Four campaign finance watchdog groups are urging the Federal Election Commission to reject Rory Reid’s request that he simultaneously be allowed to raise soft money for the Nevada state Democratic Party while also raising funds for his father, Sen. Harry Reid (D-Nev.).
In an unrelated development, the FEC is prepared this week to lay out in more detail exactly what federal lawmakers and candidates can and cannot do with regard to participating in state and local fundraising activities.
Reid, a recently elected Clark County Commissioner in Nevada, wrote to the FEC last month asking if he can continue to raise nonfederal funds for the state Democratic Party even though he has raised money for his father in the past and would like to continue to do so.
But Common Cause attorney Donald Simon, noting that Sen. Reid is a candidate for re-election in 2004 and that Rory Reid will be authorized to raise hard money for Sen. Reid, has asked the FEC to limit the younger Reid’s activities.
“Under these circumstances, we urge the Commission to find that Rory Reid acts as an agent of Senator Reid for all political fundraising purposes, and thus may not solicit non-federal funds for the state party,” Simon wrote in a recent two-page letter to the FEC on behalf of both Common Cause and Democracy 21.
Continued Simon: “This conclusion should be reached on the totality of circumstances presented in this specific case, and not on the basis of any one fact alone — such as, for instance, the father-son relationship between Rory Reid and Senator Reid.”
Larry Noble and Paul Sanford, both of the Center for Responsive Politics, also say the FEC should prohibit Rory Reid from raising soft-money funds for his state party committee if he is also raising federal funds for his father.
But Noble and Sanford, both former FEC employees, contend the restriction would be only a “modest limitation” on Reid’s fundraising.
“This interpretation would have only a minimal impact on Mr. Reid’s fundraising activities,” they wrote. “He would not be precluded from raising federal funds for any party committee in Nevada, nor would he be precluded from raising nonfederal funds for a party committee in a state other than Nevada.”

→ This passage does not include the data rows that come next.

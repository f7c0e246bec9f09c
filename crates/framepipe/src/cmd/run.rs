use serde::Serialize;
use tokio_util::sync::CancellationToken;
use tracing::{info, warn};

use framepipe_harness::{Harness, HarnessConfig, RunSummary, TaskReport};

use crate::cmd::RunArgs;
use crate::exit::{config_error, CliResult, FAILURE, SUCCESS};
use crate::output::{print_json, print_table, schema_id, OutputFormat};

#[derive(Serialize)]
struct RunOutput<'a> {
    schema_id: String,
    mode: &'a str,
    success: bool,
    failures: usize,
    interrupted: bool,
    tasks: Vec<TaskRow>,
}

#[derive(Serialize, Debug, PartialEq, Eq)]
struct TaskRow {
    name: String,
    status: &'static str,
    frames: u64,
    bytes: u64,
    #[serde(skip_serializing_if = "Option::is_none")]
    reason: Option<&'static str>,
    #[serde(skip_serializing_if = "Option::is_none")]
    verify_failures: Option<u64>,
    #[serde(skip_serializing_if = "Option::is_none")]
    oversized_allocations: Option<u64>,
    #[serde(skip_serializing_if = "Option::is_none")]
    error: Option<String>,
}

pub fn run(args: RunArgs, format: OutputFormat) -> CliResult<i32> {
    let config =
        HarnessConfig::from_path(&args.config).map_err(|err| config_error("config load failed", &err))?;
    let mode = if args.cooperative {
        "cooperative"
    } else {
        "independent"
    };

    let runtime = super::runtime()?;
    let (summary, interrupted) = runtime.block_on(async {
        let cancel = CancellationToken::new();
        let watcher = tokio::spawn(cancel_on_interrupt(cancel.clone()));

        let harness = Harness::build(config).await;
        info!(mode, pairs = harness.pairs().len(), "run starting");
        let summary = if args.cooperative {
            harness.run_cooperative(&cancel).await
        } else {
            harness.run_independent(&cancel).await
        };
        watcher.abort();
        (summary, cancel.is_cancelled())
    });

    let output = RunOutput {
        schema_id: schema_id("run-summary"),
        mode,
        success: summary.is_success(),
        failures: summary.failures(),
        interrupted,
        tasks: task_rows(&summary),
    };
    print_run(&output, format);

    if output.success {
        Ok(SUCCESS)
    } else {
        Ok(FAILURE)
    }
}

async fn cancel_on_interrupt(cancel: CancellationToken) {
    match tokio::signal::ctrl_c().await {
        Ok(()) => {
            warn!("interrupt received, stopping run");
            cancel.cancel();
        }
        Err(err) => warn!(error = %err, "interrupt handler unavailable"),
    }
}

fn task_rows(summary: &RunSummary) -> Vec<TaskRow> {
    let mut rows: Vec<TaskRow> = summary
        .outcomes
        .iter()
        .map(|outcome| match &outcome.result {
            Ok(TaskReport::Producer(report)) => TaskRow {
                name: outcome.name.clone(),
                status: "ok",
                frames: report.frames_sent,
                bytes: report.bytes_sent,
                reason: Some(report.reason.as_str()),
                verify_failures: None,
                oversized_allocations: None,
                error: None,
            },
            Ok(TaskReport::Consumer(report)) => TaskRow {
                name: outcome.name.clone(),
                status: "ok",
                frames: report.frames,
                bytes: report.bytes,
                reason: Some(report.reason.as_str()),
                verify_failures: Some(report.verify_failures),
                oversized_allocations: Some(report.oversized_allocations),
                error: None,
            },
            Err(err) => failed_row(outcome.name.clone(), "failed", err.to_string()),
        })
        .collect();

    rows.extend(summary.rejected.iter().map(|rejection| {
        failed_row(
            format!("pair-{}", rejection.index),
            "rejected",
            rejection.error.to_string(),
        )
    }));
    rows
}

fn failed_row(name: String, status: &'static str, error: String) -> TaskRow {
    TaskRow {
        name,
        status,
        frames: 0,
        bytes: 0,
        reason: None,
        verify_failures: None,
        oversized_allocations: None,
        error: Some(error),
    }
}

fn print_run(output: &RunOutput<'_>, format: OutputFormat) {
    match format {
        OutputFormat::Json => print_json(output),
        OutputFormat::Table => print_table(
            &["TASK", "STATUS", "FRAMES", "BYTES", "REASON"],
            output.tasks.iter().map(|row| {
                vec![
                    row.name.clone(),
                    row.status.to_string(),
                    row.frames.to_string(),
                    row.bytes.to_string(),
                    row.reason
                        .map(str::to_string)
                        .or_else(|| row.error.clone())
                        .unwrap_or_default(),
                ]
            }),
        ),
        OutputFormat::Pretty => {
            for row in &output.tasks {
                match &row.error {
                    Some(error) => println!("{} {}: {}", row.name, row.status, error),
                    None => println!(
                        "{} frames={} bytes={} reason={}",
                        row.name,
                        row.frames,
                        row.bytes,
                        row.reason.unwrap_or("-")
                    ),
                }
            }
            println!(
                "mode={} failures={} interrupted={}",
                output.mode, output.failures, output.interrupted
            );
        }
    }
}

Glen Shor, associate legal counsel for the Campaign Legal Center, also asked the FEC to rule that Reid’s various activities would result in him being an “agent” of Sen. Reid and thus restrict him from raising nonfederal funds in Nevada.
Moreover, Shor urged the campaign watchdog agency to closely examine the relationships between lawmakers and their children in the fundraising arena.
‘The Commission may understandably desire expressly to reject the notion that being a child of a Federal officeholder or candidate by itself renders one an ‘agent’ under [the Bipartisan Campaign Reform Act],” Shor wrote.
But Shor warned that desire should “neither prevent” the agency from finding that Rory Reid is an agent in this specific case, nor should it “dissuade it from taking a hard look at extensive soft money fundraising by children of Federal officeholders for indications of agency.”
Meanwhile, the FEC is prepared to vote Thursday on a draft advisory opinion for Rep. Eric Cantor (R-Va.) and others that better spells out what state fundraising activities federal lawmakers can partake in.
The draft, written by the FEC general counsel’s office, states that federal candidates and officeholders may in fact solicit and direct donations to state and local candidates, either orally or in writing.
However, they may not ask for amounts in excess of the federal limits of $2,000 per individual and $5,000 per political action committee, nor may they participate in “general solicitations” that do not request specific amounts.
The draft opinion goes on to state that lawmakers or federal candidates will not have to worry about violating the campaign finance law if they ask for a donation that is federally permissible but the donor then responds with a contribution in excess of those limits.
The draft goes on to state that a House Member or federal candidate may attend a soft-money fundraising event — or speak at one — and that mere attendance would not constitute a violation of BCRA, but publicity for such events is more complicated.
Specifically, the draft states that if the federal candidate consents to having his name or likeness in event publicity and that publicity contains solicitations, then there must be a statement limiting the solicitation to federally permissible hard-money donations.
The FEC’s six commissioners will consider the draft advisory opinion at their open meeting at 10 a.m. Thursday.